Gamaliel was the most famous and most respected Jewish teacher of that day. Indeed, when Gamaliel died, one admirer wrote, “Since Rabbo Gamaliel the Elder died, there has been no more reverence for the law, and purity and piety died out at the same time” (Mishnah Sotah 9:15). Such was the respect that Gamaliel commanded. Thus, when Gamaliel spoke, everyone listened. And Gamaliel, in the presence of an angry Sanhedrin mob, speaks:
Men of Israel, consider carefully what you intend to do to these men. Some time ago Theudas appeared, claiming to be somebody, and about four hundred men rallied to him. He was killed, all his followers were dispersed, and it all came to nothing. After him, Judas the Galilean appeared in the days of the census and led a band of people in revolt. He too was killed, and all his followers were scattered. Therefore, in the present case I advise you: Leave these men alone! Let them go! For if their purpose or activity is of human origin, it will fail. But if it is from God, you will not be able to stop these men; you will only find yourselves fighting against God. (verses 35-39)
“You will only find yourselves fighting against God.” Theomachos. Gamaliel was accusing his Jewish brothers of acting like Epiphanes. And his accusation was sufficiently stinging: “His speech persuaded them” (verse 40). And these Jews for Jesus lived on to share the gospel.
Fighting against God, as Gamaliel reminds us, is futile. Whether it is out of silly stubbornness, antipathetic anger, or dangerous depravity, you can never win a theomachos. Pharaoh didn’t win when he defied God’s command to free the Israelites from their slavery. Jonah didn’t win when he tried to shirk his preaching duties to Nineveh. And we won’t win if we try to depravedly disregard God’s dictates.

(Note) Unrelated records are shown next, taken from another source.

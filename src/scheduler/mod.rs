//! Scheduler - system trait, per-system stepping and the fixed timestep

use std::any::type_name;
use std::time::Duration;

use anyhow::Result;

use crate::ecs::{ComponentTuple, Entity, QueryId, World};
use crate::error::{EngineError, Phase};

/// Behaviour run every tick over the entities holding `Components`.
///
/// Every callback may change the world structurally; those changes apply
/// immediately. References handed to `act` are only valid for that call.
pub trait System: 'static {
    type Components: ComponentTuple;

    fn name(&self) -> &str {
        type_name::<Self>()
    }

    /// Runs once per step, before any `act`.
    fn before(&mut self, _world: &mut World) -> Result<()> {
        Ok(())
    }

    fn act(
        &mut self,
        _world: &mut World,
        _entity: Entity,
        _components: <Self::Components as ComponentTuple>::Item<'_>,
    ) -> Result<()> {
        Ok(())
    }

    /// Runs once per step, after every `act`.
    fn after(&mut self, _world: &mut World) -> Result<()> {
        Ok(())
    }

    fn on_start(&mut self, _world: &mut World) -> Result<()> {
        Ok(())
    }

    fn on_stop(&mut self, _world: &mut World) -> Result<()> {
        Ok(())
    }
}

/// Whether a system runs in the accumulator-gated fixed phase or once per
/// update.
#[derive(Debug, Clone, Copy, Default, PartialEq, Eq)]
pub enum Schedule {
    Fixed,
    #[default]
    Variable,
}

#[derive(Debug, Clone, Copy, PartialEq, Eq, Hash)]
pub struct SystemId(pub(crate) usize);

/// Object-safe face of a registered system.
pub(crate) trait Scheduled {
    fn name(&self) -> &str;
    fn schedule(&self) -> Schedule;
    fn query(&self) -> QueryId;
    fn step(&mut self, world: &mut World) -> Result<(), EngineError>;
    fn start(&mut self, world: &mut World) -> Result<(), EngineError>;
    fn stop(&mut self, world: &mut World) -> Result<(), EngineError>;
}

pub(crate) struct SystemEntry<S: System> {
    system: S,
    query: QueryId,
    schedule: Schedule,
}

impl<S: System> SystemEntry<S> {
    pub(crate) fn new(system: S, query: QueryId, schedule: Schedule) -> Self {
        Self {
            system,
            query,
            schedule,
        }
    }
}

impl<S: System> Scheduled for SystemEntry<S> {
    fn name(&self) -> &str {
        self.system.name()
    }

    fn schedule(&self) -> Schedule {
        self.schedule
    }

    fn query(&self) -> QueryId {
        self.query
    }

    /// `before`, then `act` for each member, then `after`. Members are
    /// walked live in join order: an entity that stops matching before it
    /// is reached is skipped, one that starts matching mid-step is visited
    /// in this same step.
    fn step(&mut self, world: &mut World) -> Result<(), EngineError> {
        let Self { system, query, .. } = self;

        system
            .before(world)
            .map_err(|source| EngineError::callback(system.name(), Phase::Before, source))?;

        let mut cursor = 0;
        while let Some((stamp, entity)) = world
            .query(*query)
            .and_then(|members| members.next_member(cursor))
        {
            cursor = stamp + 1;
            let cells = <S::Components as ComponentTuple>::cells(world, entity)?;
            let acted = <S::Components as ComponentTuple>::with_borrowed(&cells, |components| {
                system.act(world, entity, components)
            })?;
            acted.map_err(|source| EngineError::callback(system.name(), Phase::Act, source))?;
        }

        system
            .after(world)
            .map_err(|source| EngineError::callback(system.name(), Phase::After, source))
    }

    fn start(&mut self, world: &mut World) -> Result<(), EngineError> {
        self.system
            .on_start(world)
            .map_err(|source| EngineError::callback(self.system.name(), Phase::Start, source))
    }

    fn stop(&mut self, world: &mut World) -> Result<(), EngineError> {
        self.system
            .on_stop(world)
            .map_err(|source| EngineError::callback(self.system.name(), Phase::Stop, source))
    }
}

/// Time accumulator for fixed-rate steps. Works in whole nanoseconds, so the
/// number of steps only depends on the total time fed in, not on how it
/// was split across calls.
#[derive(Debug, Clone)]
pub struct FixedTimestep {
    interval: Duration,
    accumulator: Duration,
}

impl FixedTimestep {
    pub fn new(interval: Duration) -> Self {
        Self {
            interval,
            accumulator: Duration::ZERO,
        }
    }

    pub fn interval(&self) -> Duration {
        self.interval
    }

    pub fn accumulated(&self) -> Duration {
        self.accumulator
    }

    pub fn accumulate(&mut self, delta: Duration) {
        self.accumulator = self.accumulator.saturating_add(delta);
    }

    /// Take one interval out of the accumulator if enough time is banked.
    pub fn consume(&mut self) -> bool {
        if self.interval.is_zero() || self.accumulator < self.interval {
            return false;
        }
        self.accumulator -= self.interval;
        true
    }
}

Interestingly, when Luke opens his book of Acts, he begins with this dedication: “In my former book, Theophilus, I wrote about all the things that Jesus began to do and teach until the day he was taken up to heaven” (Acts 1:1-2). Theophilus. A name which means not “God-fighter,” but “God-lover.” Theos means “God” and phileo means “to love.” Luke’s book is not for those who theomachus, but for those who theophilus, even as Christ commands: “Love the Lord your God with all your heart and with all your soul and with all your mind and with all your strength” (Mark 12:30). May we theophilus today…and every day. For God loves us.